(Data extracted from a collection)
┏━━
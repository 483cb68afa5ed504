use async_trait::async_trait;
use serde::Serialize;
use ulid::Ulid;

use crate::outbox::DispatchError;

#[derive(Debug, Clone, Copy, PartialEq, Eq, Serialize)]
#[serde(rename_all = "snake_case")]
pub enum SyncEntity {
    Session,
    ClassOccurrence,
}

#[derive(Debug, Clone, Copy, PartialEq, Eq, Serialize)]
#[serde(rename_all = "snake_case")]
pub enum SyncOp {
    Upsert,
    Delete,
}

/// Ask the external calendar to mirror one entity.
#[derive(Debug, Clone, PartialEq, Eq, Serialize)]
pub struct SyncRequest {
    pub entity: SyncEntity,
    pub entity_id: Ulid,
    pub op: SyncOp,
}

impl SyncRequest {
    pub fn upsert(entity: SyncEntity, entity_id: Ulid) -> Self {
        Self { entity, entity_id, op: SyncOp::Upsert }
    }

    pub fn delete(entity: SyncEntity, entity_id: Ulid) -> Self {
        Self { entity, entity_id, op: SyncOp::Delete }
    }
}

/// External calendar mirror. An upsert may return the remote event id, which
/// is stored on the session as its `external_ref`.
#[async_trait]
pub trait CalendarSync: Send + Sync {
    async fn schedule_sync(&self, request: &SyncRequest) -> Result<Option<String>, DispatchError>;
}

/// Default mirror: logs the request and stores nothing.
pub struct LogOnlySync;

#[async_trait]
impl CalendarSync for LogOnlySync {
    async fn schedule_sync(&self, request: &SyncRequest) -> Result<Option<String>, DispatchError> {
        tracing::debug!(
            "calendar sync {:?} {:?} {}",
            request.op,
            request.entity,
            request.entity_id
        );
        Ok(None)
    }
}

#[cfg(test)]
mod tests {
    use super::*;

    #[test]
    fn log_only_returns_no_ref() {
        let req = SyncRequest::upsert(SyncEntity::Session, Ulid::new());
        let external_ref = tokio_test::block_on(LogOnlySync.schedule_sync(&req)).unwrap();
        assert_eq!(external_ref, None);
    }
}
┗━━
→ **Task item**:
The answer should consist of every entry, repeated word for word.

→ **Answer box**:
repository 483cb68afa5ed504
use async_trait::async_trait;
use serde::Serialize;
use ulid::Ulid;

use crate::outbox::DispatchError;

#[derive(Debug, Clone, Copy, PartialEq, Eq, Serialize)]
#[serde(rename_all = "snake_case")]
pub enum SyncEntity {
    Session,
    ClassOccurrence,
}

#[derive(Debug, Clone, Copy, PartialEq, Eq, Serialize)]
#[serde(rename_all = "snake_case")]
pub enum SyncOp {
    Upsert,
    Delete,
}

/// Ask the external calendar to mirror one entity.
#[derive(Debug, Clone, PartialEq, Eq, Serialize)]
pub struct SyncRequest {
    pub entity: SyncEntity,
    pub entity_id: Ulid,
    pub op: SyncOp,
}

impl SyncRequest {
    pub fn upsert(entity: SyncEntity, entity_id: Ulid) -> Self {
        Self { entity, entity_id, op: SyncOp::Upsert }
    }

    pub fn delete(entity: SyncEntity, entity_id: Ulid) -> Self {
        Self { entity, entity_id, op: SyncOp::Delete }
    }
}

/// External calendar mirror. An upsert may return the remote event id, which
/// is stored on the session as its `external_ref`.
#[async_trait]
pub trait CalendarSync: Send + Sync {
    async fn schedule_sync(&self, request: &SyncRequest) -> Result<Option<String>, DispatchError>;
}

/// Default mirror: logs the request and stores nothing.
pub struct LogOnlySync;

#[async_trait]
impl CalendarSync for LogOnlySync {
    async fn schedule_sync(&self, request: &SyncRequest) -> Result<Option<String>, DispatchError> {
        tracing::debug!(
            "calendar sync {:?} {:?} {}",
            request.op,
            request.entity,
            request.entity_id
        );
        Ok(None)
    }
}

#[cfg(test)]
mod tests {
    use super::*;

    #[test]
    fn log_only_returns_no_ref() {
        let req = SyncRequest::upsert(SyncEntity::Session, Ulid::new());
        let external_ref = tokio_test::block_on(LogOnlySync.schedule_sync(&req)).unwrap();
        assert_eq!(external_ref, None);
    }
}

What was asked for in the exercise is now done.